La salud viene de los judíos, pero ya llega la hora y ésta es, en que los adoradores verdaderos adorarán al Padre en espíritu y en verdad; pues tales son los adoradores que el Padre busca. Dios es espíritu y los que le adoran han de adorarle en espíritu y en verdad” (Juan 4, 22-24).



[1] S. Tomás, Summa theol. III, 48, 3 ad 2.

[2] Pío XII, Mediator Dei, AAS 39 (1947), 555.

[3] Col. 1, 24.

[4] I Ped. 2, 5.

[5] Misa de la Santísima Trinidad, oración secreta.

[6] Así lo afirma el P. José Quilez, O.P. en su bien meditado trabajo sobre Los fundamentos teológicos del sacerdocio de los fieles (en XII Semana Teológica Española, Madrid 1953, 620).

[7] St. Tomás, Summa theol. III, 65, 3 ad 2.

[8] Cf. Monsegú B., C.P. El Papa, la teología y el sacerdocio del laicado, en Revista española de teología, 63 (Ab-Jun. 1956) 171, donde se afirma, intrépidamente, la índole metafórica de todo sacerdocio que no sea el ministerial (y el de Cristo, por supuesto).

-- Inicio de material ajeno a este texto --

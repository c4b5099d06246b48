//! Reconnect policy for upstream links.

use std::future::Future;
use std::time::Duration;
use tokio::time::sleep;
use tracing::warn;

use crate::error::ConnectError;

/// How many times to dial, and how long to wait between dials.
#[derive(Debug, Clone, Copy, PartialEq, Eq)]
pub struct RetryPolicy {
    max_attempts: u32,
    backoff: Duration,
}

/// Result of running a [`RetryPolicy`].
#[derive(Debug)]
pub enum ConnectOutcome<T> {
    Connected(T),
    Exhausted { attempts: u32, last: ConnectError },
}

impl RetryPolicy {
    /// At least one attempt is always made.
    pub fn new(max_attempts: u32, backoff: Duration) -> Self {
        Self {
            max_attempts: max_attempts.max(1),
            backoff,
        }
    }

    pub fn max_attempts(&self) -> u32 {
        self.max_attempts
    }

    pub fn backoff(&self) -> Duration {
        self.backoff
    }

    /// Call `attempt` until it succeeds or the attempts run out, sleeping
    /// `backoff` between failures. `attempt` receives the 1-based attempt
    /// number.
    pub async fn run<T, F, Fut>(&self, mut attempt: F) -> ConnectOutcome<T>
    where
        F: FnMut(u32) -> Fut,
        Fut: Future<Output = Result<T, ConnectError>>,
    {
        let mut n = 1;
        loop {
            match attempt(n).await {
                Ok(value) => return ConnectOutcome::Connected(value),
                Err(last) if n >= self.max_attempts => {
                    return ConnectOutcome::Exhausted { attempts: n, last };
                }
                Err(e) => {
                    warn!(
                        attempt = n,
                        max_attempts = self.max_attempts,
                        error = %e,
                        "Connect attempt failed, retrying"
                    );
                    sleep(self.backoff).await;
                    n += 1;
                }
            }
        }
    }
}
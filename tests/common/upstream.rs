//! Fake IRC server.
//!
//! Accepts the daemon's links and lets a test script both sides of the
//! conversation line by line.

use std::time::Duration;
use tokio::io::{AsyncBufReadExt, AsyncWriteExt, BufReader, BufWriter};
use tokio::net::tcp::{OwnedReadHalf, OwnedWriteHalf};
use tokio::net::{TcpListener, TcpStream};
use tokio::time::timeout;

pub struct FakeUpstream {
    listener: TcpListener,
}

impl FakeUpstream {
    pub async fn bind() -> anyhow::Result<Self> {
        let listener = TcpListener::bind("127.0.0.1:0").await?;
        Ok(Self { listener })
    }

    /// `host:port` to put in the daemon's config.
    pub fn address(&self) -> String {
        self.listener
            .local_addr()
            .map(|addr| addr.to_string())
            .unwrap_or_default()
    }

    /// Wait for the daemon to connect.
    pub async fn accept(&self) -> anyhow::Result<UpstreamConn> {
        let (stream, _) = timeout(Duration::from_secs(10), self.listener.accept()).await??;
        Ok(UpstreamConn::new(stream))
    }
}

/// One link from the daemon, seen from the server side.
pub struct UpstreamConn {
    reader: BufReader<OwnedReadHalf>,
    writer: BufWriter<OwnedWriteHalf>,
}

impl UpstreamConn {
    fn new(stream: TcpStream) -> Self {
        let (read_half, write_half) = stream.into_split();
        Self {
            reader: BufReader::new(read_half),
            writer: BufWriter::new(write_half),
        }
    }

    /// Send one line to the daemon.
    pub async fn send(&mut self, line: &str) -> anyhow::Result<()> {
        self.writer.write_all(line.as_bytes()).await?;
        self.writer.write_all(b"\r\n").await?;
        self.writer.flush().await?;
        Ok(())
    }

    /// Next line from the daemon, without the line ending.
    pub async fn recv(&mut self) -> anyhow::Result<String> {
        let mut line = String::new();
        let read = timeout(Duration::from_secs(5), self.reader.read_line(&mut line)).await??;
        if read == 0 {
            anyhow::bail!("daemon closed the link");
        }
        Ok(line.trim_end_matches(['\r', '\n']).to_string())
    }

    /// Skip lines until `expected` arrives.
    pub async fn expect(&mut self, expected: &str) -> anyhow::Result<()> {
        loop {
            let line = self.recv().await?;
            if line == expected {
                return Ok(());
            }
        }
    }

    /// Read the `NICK`/`USER` registration and return the nick.
    pub async fn expect_registration(&mut self) -> anyhow::Result<String> {
        let nick_line = self.recv().await?;
        let Some(nick) = nick_line.strip_prefix("NICK ") else {
            anyhow::bail!("expected NICK, got {nick_line:?}");
        };
        let user_line = self.recv().await?;
        anyhow::ensure!(user_line.starts_with("USER "), "expected USER, got {user_line:?}");
        Ok(nick.to_string())
    }

    /// Whether the daemon has closed the link.
    pub async fn is_closed(&mut self) -> bool {
        let mut line = String::new();
        matches!(
            timeout(Duration::from_secs(5), self.reader.read_line(&mut line)).await,
            Ok(Ok(0)) | Ok(Err(_))
        )
    }
}
//! # hatcog-proto
//!
//! IRC line handling for the hatcog bouncer.
//!
//! Two wire formats meet here:
//!
//! - the upstream IRC protocol (`[:prefix] COMMAND arg1 arg2 ... [:trailing]`),
//!   parsed into a [`Line`] by [`Line::parse`];
//! - the internal client protocol, where every [`Line`] travels as one
//!   newline-terminated JSON record ([`Line::to_json`] / [`Line::from_json`]).
//!
//! ## Parsing a line
//!
//! ```rust
//! use hatcog_proto::Line;
//!
//! let line = Line::parse(":rnowak!~rnowak@q.ovron.com PRIVMSG #linode :totally").unwrap();
//! assert_eq!(line.user, "rnowak");
//! assert_eq!(line.channel, "#linode");
//! assert_eq!(line.content, "totally");
//! ```
//!
//! ## Command vocabulary
//!
//! [`Line::command`] stays a string on the wire so that unrecognised verbs pass
//! through untouched. Routing code matches on [`Line::kind`], a closed
//! [`Command`] enum with an explicit [`Command::Unrecognized`] case.

#![deny(clippy::all)]
#![warn(missing_docs)]

pub mod command;
pub mod ctcp;
pub mod error;
pub mod line;

#[cfg(feature = "tokio")]
pub mod codec;

pub use self::command::{Command, RPL_AWAY, RPL_NAMREPLY, RPL_WELCOME};
pub use self::error::{ParseError, ProtocolError};
pub use self::line::{sane, Line};

#[cfg(feature = "tokio")]
pub use self::codec::{to_unicode, LineCodec, MAX_LINE_LEN};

[9] Cf. S. Tomás, Summa theol., III, 48, 3 ad 2.

[10] Cognitio enim praeambula est et dirigit affectum ad expectandum et ad desiderandum: et ideo necessario fides spem et charitatem praecedit, tamquam regula et auriga ipsarum, et quarumlibet, tam theologicarum videlicet quam cardinalium (...) Unio Christi ad corpus Ecclesiae est per fidem et dilectionem” (S. Buenaventura, In III Sent. XXIII, I, 1; XIII, II, 1; Quar, III, 471, 285).

[11]  “Padre, si quieres, traspasa de mí este cáliz; mas no se haga mi voluntad sino la tuya” (Lc. 22, 42). Cfr. Fil. 2, 8.